* **Data excerpts**:
○ ○ ○ ○ ○

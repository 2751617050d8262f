//! Command-line interface.

use std::path::PathBuf;
use std::str::FromStr;

use anyhow::Result;
use clap::{Args, Parser, Subcommand};
use sciagg_common::{Settings, Source};
use sciagg_ingestion::HarvestJob;

#[derive(Parser, Debug)]
#[command(name = "sciagg", author, version, about = "Scientific article aggregator", long_about = None)]
pub struct Cli {
    /// Directory holding settings.yaml and api_keys.yaml (default: $SCIAGG_CONFIG_DIR, then ./config)
    #[arg(long, global = true)]
    pub config_dir: Option<PathBuf>,

    #[command(subcommand)]
    pub command: Command,
}

#[derive(Subcommand, Debug)]
pub enum Command {
    /// Harvest once, optionally processing articles and rebuilding the graph
    Run(RunArgs),
    /// Serve the dashboard and run the daily scheduler
    Serve(ServeArgs),
    /// Print article, post and graph counts
    Stats,
    /// Probe every configured source with a one-result query
    TestSources,
}

#[derive(Args, Debug, Default)]
pub struct RunArgs {
    /// Comma-separated topics, e.g. "bioinformatics,plant microbiome"
    #[arg(long)]
    pub topics: Option<String>,
    /// Comma-separated sources, e.g. "arxiv,europepmc"
    #[arg(long)]
    pub sources: Option<String>,
    /// Days back to search
    #[arg(long)]
    pub days: Option<u32>,
    /// Maximum articles per source
    #[arg(long)]
    pub max_articles: Option<usize>,
    /// Generate summaries and posts after harvesting
    #[arg(long)]
    pub generate_posts: bool,
    /// Rebuild the knowledge graph after harvesting
    #[arg(long)]
    pub update_kg: bool,
}

#[derive(Args, Debug, Default)]
pub struct ServeArgs {
    /// Address to bind; defaults to web.bind
    #[arg(long)]
    pub bind: Option<String>,
    /// Do not start the daily scheduler
    #[arg(long)]
    pub no_scheduler: bool,
}

fn split_list(value: &str) -> Vec<String> {
    value
        .split(',')
        .map(str::trim)
        .filter(|s| !s.is_empty())
        .map(str::to_string)
        .collect()
}

impl RunArgs {
    /// The configured harvest with command-line overrides applied.
    pub fn harvest_job(&self, settings: &Settings) -> Result<HarvestJob> {
        let mut job = HarvestJob::from_settings(settings);
        if let Some(topics) = self.topics.as_deref().map(split_list).filter(|t| !t.is_empty()) {
            job.topics = topics;
        }
        if let Some(sources) = self.sources.as_deref().map(split_list).filter(|s| !s.is_empty()) {
            job.sources = sources
                .iter()
                .map(|s| Source::from_str(s))
                .collect::<std::result::Result<_, _>>()?;
        }
        if let Some(days) = self.days {
            job.days_back = days;
        }
        if let Some(max) = self.max_articles {
            job.max_per_source = max;
        }
        anyhow::ensure!(!job.topics.is_empty(), "no topics configured; pass --topics or set topics in settings.yaml");
        Ok(job)
    }
}

#[cfg(test)]
mod tests {
    use clap::CommandFactory;

    use super::*;

    #[test]
    fn test_cli_definition() {
        Cli::command().debug_assert();
    }

    #[test]
    fn test_parse_run() {
        let cli = Cli::try_parse_from([
            "sciagg",
            "run",
            "--topics",
            "soil, drought",
            "--sources",
            "arxiv,crossref",
            "--days",
            "3",
            "--max-articles",
            "5",
            "--generate-posts",
            "--config-dir",
            "/tmp/cfg",
        ])
        .unwrap();
        assert_eq!(cli.config_dir, Some(PathBuf::from("/tmp/cfg")));
        let Command::Run(args) = cli.command else { panic!("expected run") };
        assert!(args.generate_posts);
        assert!(!args.update_kg);

        let job = args.harvest_job(&Settings::default()).unwrap();
        assert_eq!(job.topics, vec!["soil", "drought"]);
        assert_eq!(job.sources, vec![Source::Arxiv, Source::Crossref]);
        assert_eq!(job.days_back, 3);
        assert_eq!(job.max_per_source, 5);
    }

    #[test]
    fn test_run_defaults_come_from_settings() {
        let settings = Settings::default();
        let job = RunArgs::default().harvest_job(&settings).unwrap();
        assert_eq!(job.topics, settings.topics);
        assert_eq!(job.days_back, settings.search.days_back);
    }

    #[test]
    fn test_unknown_source_is_an_error() {
        let args = RunArgs { sources: Some("arxiv,scihub".into()), ..Default::default() };
        assert!(args.harvest_job(&Settings::default()).is_err());
    }

    #[test]
    fn test_parse_other_commands() {
        assert!(matches!(Cli::try_parse_from(["sciagg", "stats"]).unwrap().command, Command::Stats));
        assert!(matches!(
            Cli::try_parse_from(["sciagg", "test-sources"]).unwrap().command,
            Command::TestSources
        ));
        let cli = Cli::try_parse_from(["sciagg", "serve", "--bind", "0.0.0.0:9000", "--no-scheduler"]).unwrap();
        let Command::Serve(args) = cli.command else { panic!("expected serve") };
        assert_eq!(args.bind.as_deref(), Some("0.0.0.0:9000"));
        assert!(args.no_scheduler);
    }
}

○ ○ ○ ○ ○

* **Brief**: Copy the data exactly. Leave nothing out.

* **Written response**:
repository 2751617050d8262f
//! Command-line interface.

use std::path::PathBuf;
use std::str::FromStr;

use anyhow::Result;
use clap::{Args, Parser, Subcommand};
use sciagg_common::{Settings, Source};
use sciagg_ingestion::HarvestJob;

#[derive(Parser, Debug)]
#[command(name = "sciagg", author, version, about = "Scientific article aggregator", long_about = None)]
pub struct Cli {
    /// Directory holding settings.yaml and api_keys.yaml (default: $SCIAGG_CONFIG_DIR, then ./config)
    #[arg(long, global = true)]
    pub config_dir: Option<PathBuf>,

    #[command(subcommand)]
    pub command: Command,
}

#[derive(Subcommand, Debug)]
pub enum Command {
    /// Harvest once, optionally processing articles and rebuilding the graph
    Run(RunArgs),
    /// Serve the dashboard and run the daily scheduler
    Serve(ServeArgs),
    /// Print article, post and graph counts
    Stats,
    /// Probe every configured source with a one-result query
    TestSources,
}

#[derive(Args, Debug, Default)]
pub struct RunArgs {
    /// Comma-separated topics, e.g. "bioinformatics,plant microbiome"
    #[arg(long)]
    pub topics: Option<String>,
    /// Comma-separated sources, e.g. "arxiv,europepmc"
    #[arg(long)]
    pub sources: Option<String>,
    /// Days back to search
    #[arg(long)]
    pub days: Option<u32>,
    /// Maximum articles per source
    #[arg(long)]
    pub max_articles: Option<usize>,
    /// Generate summaries and posts after harvesting
    #[arg(long)]
    pub generate_posts: bool,
    /// Rebuild the knowledge graph after harvesting
    #[arg(long)]
    pub update_kg: bool,
}

#[derive(Args, Debug, Default)]
pub struct ServeArgs {
    /// Address to bind; defaults to web.bind
    #[arg(long)]
    pub bind: Option<String>,
    /// Do not start the daily scheduler
    #[arg(long)]
    pub no_scheduler: bool,
}

fn split_list(value: &str) -> Vec<String> {
    value
        .split(',')
        .map(str::trim)
        .filter(|s| !s.is_empty())
        .map(str::to_string)
        .collect()
}

impl RunArgs {
    /// The configured harvest with command-line overrides applied.
    pub fn harvest_job(&self, settings: &Settings) -> Result<HarvestJob> {
        let mut job = HarvestJob::from_settings(settings);
        if let Some(topics) = self.topics.as_deref().map(split_list).filter(|t| !t.is_empty()) {
            job.topics = topics;
        }
        if let Some(sources) = self.sources.as_deref().map(split_list).filter(|s| !s.is_empty()) {
            job.sources = sources
                .iter()
                .map(|s| Source::from_str(s))
                .collect::<std::result::Result<_, _>>()?;
        }
        if let Some(days) = self.days {
            job.days_back = days;
        }
        if let Some(max) = self.max_articles {
            job.max_per_source = max;
        }
        anyhow::ensure!(!job.topics.is_empty(), "no topics configured; pass --topics or set topics in settings.yaml");
        Ok(job)
    }
}

#[cfg(test)]
mod tests {
    use clap::CommandFactory;

    use super::*;

    #[test]
    fn test_cli_definition() {
        Cli::command().debug_assert();
    }

    #[test]
    fn test_parse_run() {
        let cli = Cli::try_parse_from([
            "sciagg",
            "run",
            "--topics",
            "soil, drought",
            "--sources",
            "arxiv,crossref",
            "--days",
            "3",
            "--max-articles",
            "5",
            "--generate-posts",
            "--config-dir",
            "/tmp/cfg",
        ])
        .unwrap();
        assert_eq!(cli.config_dir, Some(PathBuf::from("/tmp/cfg")));
        let Command::Run(args) = cli.command else { panic!("expected run") };
        assert!(args.generate_posts);
        assert!(!args.update_kg);

        let job = args.harvest_job(&Settings::default()).unwrap();
        assert_eq!(job.topics, vec!["soil", "drought"]);
        assert_eq!(job.sources, vec![Source::Arxiv, Source::Crossref]);
        assert_eq!(job.days_back, 3);
        assert_eq!(job.max_per_source, 5);
    }

    #[test]
    fn test_run_defaults_come_from_settings() {
        let settings = Settings::default();
        let job = RunArgs::default().harvest_job(&settings).unwrap();
        assert_eq!(job.topics, settings.topics);
        assert_eq!(job.days_back, settings.search.days_back);
    }

    #[test]
    fn test_unknown_source_is_an_error() {
        let args = RunArgs { sources: Some("arxiv,scihub".into()), ..Default::default() };
        assert!(args.harvest_job(&Settings::default()).is_err());
    }

    #[test]
    fn test_parse_other_commands() {
        assert!(matches!(Cli::try_parse_from(["sciagg", "stats"]).unwrap().command, Command::Stats));
        assert!(matches!(
            Cli::try_parse_from(["sciagg", "test-sources"]).unwrap().command,
            Command::TestSources
        ));
        let cli = Cli::try_parse_from(["sciagg", "serve", "--bind", "0.0.0.0:9000", "--no-scheduler"]).unwrap();
        let Command::Serve(args) = cli.command else { panic!("expected serve") };
        assert_eq!(args.bind.as_deref(), Some("0.0.0.0:9000"));
        assert!(args.no_scheduler);
    }
}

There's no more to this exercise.